Speculative Product Design, doing business as Speck Products is a San Mateo, California-based company that makes protective cases for portable electronic devices including iPad, iPhone, MacBook, Android devices, Windows Phone devices, tablets and eReaders. It became a subsidiary of Samsonite on 29 May 2014. who later sold Speck to Telementum Global, LLC in July 2021.

==History==
Speck was founded in 2001 by Ryan Mongan, David Law and Tony Lillios as an offshoot of Speck Design.

In 2006, Irene Baran joined Speck as CEO. She is a member of the Women in CE Hall of Fame.
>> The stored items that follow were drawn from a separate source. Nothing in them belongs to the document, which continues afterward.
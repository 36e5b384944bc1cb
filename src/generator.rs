//! One work group in, one `km_gen.go` out.
//!
//! [`process_group`] runs the whole pipeline for a group on the calling thread: load and extract
//! both endpoints of every job, decide how the source type is qualified, match fields, render each
//! function and lay out the file. Any error aborts the group, and a failed group never yields a
//! partial artifact.

use std::sync::Arc;

use kmgen_syntax::ast::{ImportSpec, SourceFile};
use thiserror::Error;
use tracing::{debug, warn};

use crate::conversions::{ConversionKind, ConversionTable};
use crate::emit::functions::{MappingSignature, render_map_destination, render_mapping};
use crate::emit::plugins::render_plugin;
use crate::emit::{FileHeader, GoFile, GoImport, Plugin, Style};
use crate::extract::{self, ExtractError};
use crate::jobs::{Job, MappingSpec, PluginSpec, WorkGroup};
use crate::loader::{LoadError, SourceLoader};
use crate::matcher::{Decision, MatchContext, match_fields};
use crate::model::{TypeModel, TypeShape, TypeSignature};
use crate::qualify::{self, ModulePath, QualifiedEquivalence, TypeEquivalence, VerbatimEquivalence};

/// File name of every generated artifact.
pub const GENERATED_FILE_NAME: &str = "km_gen.go";

/// Everything a worker needs besides the group itself.
#[derive(Debug, Clone, Default)]
pub struct GeneratorSettings {
    pub style: Style,
    pub module: ModulePath,
    pub conversions: ConversionTable,
    /// `None` leaves the header out, which keeps output byte-stable across runs.
    pub header: Option<FileHeader>,
}

/// Output of one group; `path` is relative to the configuration directory.
#[derive(Debug, Clone, PartialEq, Eq)]
pub struct GeneratedArtifact {
    pub path: String,
    pub content: Vec<u8>,
}

impl GeneratedArtifact {
    pub fn text(&self) -> std::borrow::Cow<'_, str> {
        String::from_utf8_lossy(&self.content)
    }
}

#[derive(Debug, Error)]
pub enum GenerateError {
    #[error("{path}: {source}")]
    TypeNotFound {
        path: String,
        #[source]
        source: ExtractError,
    },
    #[error("no work to process")]
    NoWork,
    #[error("unsupported job '{job}': {reason}")]
    UnsupportedJobShape { job: String, reason: String },
    #[error(transparent)]
    SourceLoad(#[from] LoadError),
    #[error("directory '{dir}' mixes packages '{expected}' and '{found}'")]
    PackageMismatch {
        dir: String,
        expected: String,
        found: String,
    },
}

/// Artifact path for a directory: `<dir>/km_gen.go`, `km_gen.go` at the root.
pub fn artifact_path(dir: &str) -> String {
    qualify::clean(&format!("{dir}/{GENERATED_FILE_NAME}"))
}

/// Render every job of `group` into a single file.
///
/// ## Errors
/// - [`GenerateError::NoWork`] for an empty group.
/// - The first job error; remaining jobs of the group are not attempted.
#[tracing::instrument(skip_all, fields(dir = %group.dir, jobs = group.jobs.len()))]
pub fn process_group(
    group: &WorkGroup,
    loader: &dyn SourceLoader,
    settings: &GeneratorSettings,
) -> Result<GeneratedArtifact, GenerateError> {
    if group.jobs.is_empty() {
        return Err(GenerateError::NoWork);
    }

    let mut builder = FileBuilder {
        dir: &group.dir,
        loader,
        settings,
        file: None,
    };
    for job in &group.jobs {
        debug!(%job, "rendering job");
        match job {
            Job::Mapping(spec) => builder.mapping(spec)?,
            Job::Plugin(spec) => builder.plugin(job, spec)?,
        }
    }
    let Some(file) = builder.file else {
        return Err(GenerateError::NoWork);
    };

    let path = artifact_path(&group.dir);
    let rendered = file.render(settings.header.as_ref());
    if let Some(err) = &rendered.format_error {
        warn!(path = %path, error = %err, "writing unformatted output");
    }
    Ok(GeneratedArtifact {
        path,
        content: rendered.text.into_bytes(),
    })
}

struct FileBuilder<'a> {
    dir: &'a str,
    loader: &'a dyn SourceLoader,
    settings: &'a GeneratorSettings,
    file: Option<GoFile>,
}

impl FileBuilder<'_> {
    fn load_model(&self, path: &str, name: &str) -> Result<(TypeModel, Arc<SourceFile>), GenerateError> {
        let file = self.loader.load(path)?;
        let model = extract::extract(&file, name).map_err(|source| GenerateError::TypeNotFound {
            path: path.to_string(),
            source,
        })?;
        Ok((model, file))
    }

    /// The file being built; every job must agree on its package.
    fn file_for(&mut self, package: &str) -> Result<&mut GoFile, GenerateError> {
        let file = self.file.get_or_insert_with(|| GoFile::new(package));
        if file.package != package {
            return Err(GenerateError::PackageMismatch {
                dir: self.dir.to_string(),
                expected: file.package.clone(),
                found: package.to_string(),
            });
        }
        Ok(file)
    }

    fn mapping(&mut self, spec: &MappingSpec) -> Result<(), GenerateError> {
        let (destination, destination_file) = self.load_model(&spec.destination.path, &spec.destination.name)?;
        let (source, source_file) = self.load_model(&spec.source.path, &spec.source.name)?;
        let mut imports = Vec::new();

        let same_dir = qualify::same_directory(&spec.source.path, &spec.destination.path);
        let source_qualified = qualify::qualified_name(&source.package, &source.name, same_dir);
        let signature = MappingSignature {
            style: self.settings.style,
            destination: &destination.name,
            source: &source.name,
            source_qualified: &source_qualified,
        };

        let text = if destination.is_map_type() {
            if source.shape != TypeShape::Record {
                return Err(unsupported(spec, "map destinations need a struct source"));
            }
            let fields = source.fields.iter().filter(|f| {
                let admitted = !spec.ignored.contains(&f.name) && (same_dir || f.is_exported());
                if !admitted {
                    debug!(field = %f.name, "leaving field out of map destination");
                }
                admitted
            });
            render_map_destination(&signature, fields)
        } else {
            let equivalence: Box<dyn TypeEquivalence> = if same_dir {
                Box::new(VerbatimEquivalence)
            } else {
                let module = &self.settings.module;
                Box::new(QualifiedEquivalence {
                    source_package: source.package.clone(),
                    destination_package: destination.package.clone(),
                    destination_imports_source: module.is_imported(&destination_file.import_paths(), &spec.source.path),
                    source_imports_destination: module.is_imported(&source_file.import_paths(), &spec.destination.path),
                })
            };
            let ctx = MatchContext {
                ignored: &spec.ignored,
                aliases: &spec.aliases,
                same_scope: same_dir,
                equivalence: equivalence.as_ref(),
                conversions: &self.settings.conversions,
            };
            let plan = match_fields(&destination.fields, &source, &ctx);
            debug!(
                assigned = plan.assignments().count(),
                skipped = plan.skipped().count(),
                "matched fields"
            );
            // Assertions spell the destination field type, which may name other packages.
            for entry in plan.assignments() {
                if let Decision::Convert(_, ConversionKind::MapExtract) = entry.decision {
                    imports.extend(spelled_imports(&entry.dest_type, &destination_file));
                }
            }
            render_mapping(&signature, &plan)
        };

        if !same_dir {
            imports.push(GoImport::from(self.settings.module.import_path(&spec.source.path)));
        }
        let file = self.file_for(&destination.package)?;
        file.imports.extend(imports);
        file.functions.push(text);
        Ok(())
    }

    fn plugin(&mut self, job: &Job, spec: &PluginSpec) -> Result<(), GenerateError> {
        let (model, source_file) = self.load_model(&spec.target.path, &spec.target.name)?;
        if model.shape != TypeShape::Record {
            return Err(GenerateError::UnsupportedJobShape {
                job: job.to_string(),
                reason: format!("{} is not a struct type", model.name),
            });
        }
        let text = render_plugin(self.settings.style, spec.plugin, &model);
        let imports: Vec<GoImport> = match spec.plugin {
            Plugin::ToMap => Vec::new(),
            Plugin::FromMap => model
                .fields
                .iter()
                .filter(|f| f.is_exported())
                .flat_map(|f| spelled_imports(&f.ty, &source_file))
                .collect(),
        };
        let file = self.file_for(&model.package)?;
        file.imports.extend(imports);
        file.functions.push(text);
        Ok(())
    }
}

fn unsupported(spec: &MappingSpec, reason: &str) -> GenerateError {
    GenerateError::UnsupportedJobShape {
        job: Job::Mapping(spec.clone()).to_string(),
        reason: reason.to_string(),
    }
}

/// Imports `file` uses for the qualifiers in `ty`.
fn spelled_imports(ty: &TypeSignature, file: &SourceFile) -> Vec<GoImport> {
    let specs: Vec<&ImportSpec> = file.imports.iter().map(|i| &i.node).collect();
    qualify::imports_for(ty.as_str(), &specs)
}

#[cfg(test)]
mod tests {
    use super::*;
    use std::collections::BTreeSet;

    use crate::config::Endpoint;
    use crate::emit::Plugin;
    use crate::loader::MemoryLoader;

    fn endpoint(name: &str, path: &str) -> Endpoint {
        Endpoint {
            name: name.into(),
            path: path.into(),
        }
    }

    fn mapping(source: Endpoint, destination: Endpoint) -> Job {
        Job::Mapping(MappingSpec {
            source,
            destination,
            ignored: BTreeSet::new(),
            aliases: Default::default(),
        })
    }

    #[test]
    fn test_artifact_path() {
        assert_eq!(artifact_path("."), "km_gen.go");
        assert_eq!(artifact_path("internal/user"), "internal/user/km_gen.go");
        assert_eq!(artifact_path("/test"), "/test/km_gen.go");
    }

    #[test]
    fn test_empty_group_is_no_work() {
        let group = WorkGroup {
            dir: "p".into(),
            jobs: Vec::new(),
        };
        let err = process_group(&group, &MemoryLoader::new(), &GeneratorSettings::default()).unwrap_err();
        assert!(matches!(err, GenerateError::NoWork));
        assert_eq!(err.to_string(), "no work to process");
    }

    #[test]
    fn test_missing_type_names_the_file() {
        let loader = MemoryLoader::new().with_source("p/p.go", "package p\n\ntype P struct {\n\tA int\n}\n");
        let group = WorkGroup {
            dir: "p".into(),
            jobs: vec![mapping(endpoint("P", "p/p.go"), endpoint("Missing", "p/p.go"))],
        };
        let err = process_group(&group, &loader, &GeneratorSettings::default()).unwrap_err();
        assert_eq!(err.to_string(), "p/p.go: type(Missing): specified type not found");
    }

    #[test]
    fn test_plugin_on_map_type_is_unsupported() {
        let loader = MemoryLoader::new().with_source("p/p.go", "package p\n\ntype M map[string]any\n");
        let group = WorkGroup {
            dir: "p".into(),
            jobs: vec![Job::Plugin(PluginSpec {
                target: endpoint("M", "p/p.go"),
                plugin: Plugin::ToMap,
            })],
        };
        let err = process_group(&group, &loader, &GeneratorSettings::default()).unwrap_err();
        assert!(matches!(err, GenerateError::UnsupportedJobShape { ref job, .. } if job == "M.ToMap"));
    }

    #[test]
    fn test_map_to_map_is_unsupported() {
        let loader = MemoryLoader::new().with_source("p/p.go", "package p\n\ntype A map[string]any\n\ntype B map[string]any\n");
        let group = WorkGroup {
            dir: "p".into(),
            jobs: vec![mapping(endpoint("A", "p/p.go"), endpoint("B", "p/p.go"))],
        };
        let err = process_group(&group, &loader, &GeneratorSettings::default()).unwrap_err();
        assert!(matches!(err, GenerateError::UnsupportedJobShape { .. }));
    }

    #[test]
    fn test_mixed_packages_in_one_directory() {
        let loader = MemoryLoader::new()
            .with_source("p/a.go", "package a\n\ntype A struct {\n\tX int\n}\n")
            .with_source("p/b.go", "package b\n\ntype B struct {\n\tX int\n}\n");
        let group = WorkGroup {
            dir: "p".into(),
            jobs: vec![
                mapping(endpoint("B", "p/b.go"), endpoint("A", "p/a.go")),
                mapping(endpoint("A", "p/a.go"), endpoint("B", "p/b.go")),
            ],
        };
        let err = process_group(&group, &loader, &GeneratorSettings::default()).unwrap_err();
        assert!(matches!(
            err,
            GenerateError::PackageMismatch { ref expected, ref found, .. } if expected == "a" && found == "b"
        ));
    }
}
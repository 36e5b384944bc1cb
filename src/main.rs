//! kmgen CLI entry point

fn main() {
    // Initialize structured logging with env-based filter, defaulting to info (debug with --debug)
    let default_level = if std::env::args().any(|a| a == "--debug") { "debug" } else { "info" };
    let _ = tracing_subscriber::fmt()
        .with_env_filter(
            tracing_subscriber::EnvFilter::try_from_default_env()
                .unwrap_or_else(|_| tracing_subscriber::EnvFilter::new(default_level)),
        )
        .with_writer(std::io::stderr)
        .try_init();

    kmgen::cli::run();
}
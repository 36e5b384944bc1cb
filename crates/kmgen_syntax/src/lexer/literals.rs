//! Numeric, string and rune literal scanning.

use super::{Lexer, TokenKind};

impl<'a> Lexer<'a> {
    /// Scan a number; `first` has been consumed (a digit or a leading `.`).
    pub(super) fn scan_number(&mut self, start: usize, first: char) {
        let mut hex = false;
        if first == '0' && matches!(self.peek(), Some('x' | 'X')) {
            self.advance();
            hex = true;
        }

        while let Some(c) = self.peek() {
            if !(c.is_ascii_alphanumeric() || c == '_' || c == '.') {
                break;
            }
            self.advance();
            let exponent = if hex { matches!(c, 'p' | 'P') } else { matches!(c, 'e' | 'E') };
            if exponent && matches!(self.peek(), Some('+' | '-')) {
                self.advance();
            }
        }

        let text = self.source[start..self.current_pos].to_string();
        let is_float = text.contains('.')
            || (hex && text[2..].contains(['p', 'P']))
            || (!hex && text.contains(['e', 'E']));

        let kind = if text.ends_with('i') {
            TokenKind::Imaginary(text)
        } else if is_float {
            TokenKind::Float(text)
        } else {
            TokenKind::Int(text)
        };
        self.add_token(kind, start);
    }

    /// Scan an interpreted string; the opening quote has been consumed.
    pub(super) fn scan_string(&mut self, start: usize) {
        if self.scan_quoted('"') {
            let text = self.source[start..self.current_pos].to_string();
            self.add_token(TokenKind::String(text), start);
        } else {
            self.error("unterminated string literal", start);
        }
    }

    /// Scan a rune literal; the opening quote has been consumed.
    pub(super) fn scan_rune(&mut self, start: usize) {
        if self.scan_quoted('\'') {
            let text = self.source[start..self.current_pos].to_string();
            self.add_token(TokenKind::Rune(text), start);
        } else {
            self.error("unterminated rune literal", start);
        }
    }

    /// Scan a raw string; may span lines.
    pub(super) fn scan_raw_string(&mut self, start: usize) {
        loop {
            match self.advance() {
                Some('`') => break,
                Some(_) => {}
                None => {
                    self.error("unterminated raw string literal", start);
                    return;
                }
            }
        }
        let text = self.source[start..self.current_pos].to_string();
        self.add_token(TokenKind::RawString(text), start);
    }

    /// Consume up to and including the closing `quote`. Returns `false` at a line break or EOF.
    fn scan_quoted(&mut self, quote: char) -> bool {
        loop {
            match self.peek() {
                None | Some('\n') => return false,
                Some('\\') => {
                    self.advance();
                    if self.peek_is_line_end() {
                        return false;
                    }
                    self.advance();
                }
                Some(c) => {
                    self.advance();
                    if c == quote {
                        return true;
                    }
                }
            }
        }
    }

    fn peek_is_line_end(&mut self) -> bool {
        matches!(self.peek(), None | Some('\n'))
    }
}

/// Decode a string literal's raw spelling into its value.
///
/// ## Returns
/// - `None` when `raw` is not a well-formed interpreted or raw string literal.
pub fn unquote(raw: &str) -> Option<String> {
    if let Some(inner) = raw.strip_prefix('`').and_then(|r| r.strip_suffix('`')) {
        return Some(inner.replace('\r', ""));
    }
    let inner = raw.strip_prefix('"')?.strip_suffix('"')?;

    let mut out = String::with_capacity(inner.len());
    let mut chars = inner.chars().peekable();
    while let Some(c) = chars.next() {
        if c != '\\' {
            out.push(c);
            continue;
        }
        let esc = chars.next()?;
        match esc {
            'n' => out.push('\n'),
            't' => out.push('\t'),
            'r' => out.push('\r'),
            'a' => out.push('\u{07}'),
            'b' => out.push('\u{08}'),
            'f' => out.push('\u{0C}'),
            'v' => out.push('\u{0B}'),
            '\\' => out.push('\\'),
            '"' => out.push('"'),
            '\'' => out.push('\''),
            'x' => out.push(char::from(read_radix(&mut chars, 2, 16)? as u8)),
            'u' => out.push(char::from_u32(read_radix(&mut chars, 4, 16)?)?),
            'U' => out.push(char::from_u32(read_radix(&mut chars, 8, 16)?)?),
            '0'..='7' => {
                let rest = read_radix(&mut chars, 2, 8)?;
                let value = esc.to_digit(8)? * 64 + rest;
                out.push(char::from(u8::try_from(value).ok()?));
            }
            _ => return None,
        }
    }
    Some(out)
}

fn read_radix(chars: &mut std::iter::Peekable<std::str::Chars<'_>>, count: usize, radix: u32) -> Option<u32> {
    let mut value = 0u32;
    for _ in 0..count {
        let digit = chars.next()?.to_digit(radix)?;
        value = value * radix + digit;
    }
    Some(value)
}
In May 2014, Samsonite purchased Speck Products for $85 million from VMG Partners.

In July 2021, Telementum Global, LLC acquired Speck from Samsonite.

==Products==
Speck Products makes cases such as the SmartFlex Card phone case and the HandyShell tablet case.

Other Speck cases include its CandyShell line, PixelSkin HD and FabShell for smartphones; FitFolio and SmartShell for tablets and eReaders; and SeeThru and SmartShell lines for MacBook.

Presidio case range for smartphones and laptops was first introduced for the iPhone 7 in 2016, and has expanded to include most smartphones. These cases are thinner than the previous CandyShell line.

==Awards==

- Speck was featured on the Inc. 5000 fastest growing private companies list in 2006, 2007 and 2008, and has been ranked as high as #41.
- Speck cases were chosen as iLounge's iPhone Case of the Year in 2009 (CandyShell for iPhone 3GS and iPhone 3G), 2010 (PixelSkin HD for iPhone 4), 2011 (CandyShell Flip for iPhone 4S and iPhone 4) and 2012 (CandyShell Flip for iPhone 5).
- CandyShell Wrap for iPad 2 was named iLounge iPad Case of the Year for 2011. This case was also selected as an International CES Innovations 2012 Design and Engineering Awards Nominee.
- SpeckProducts.com was named as a Webby Awards 2012 Honoree in the Best Practices category.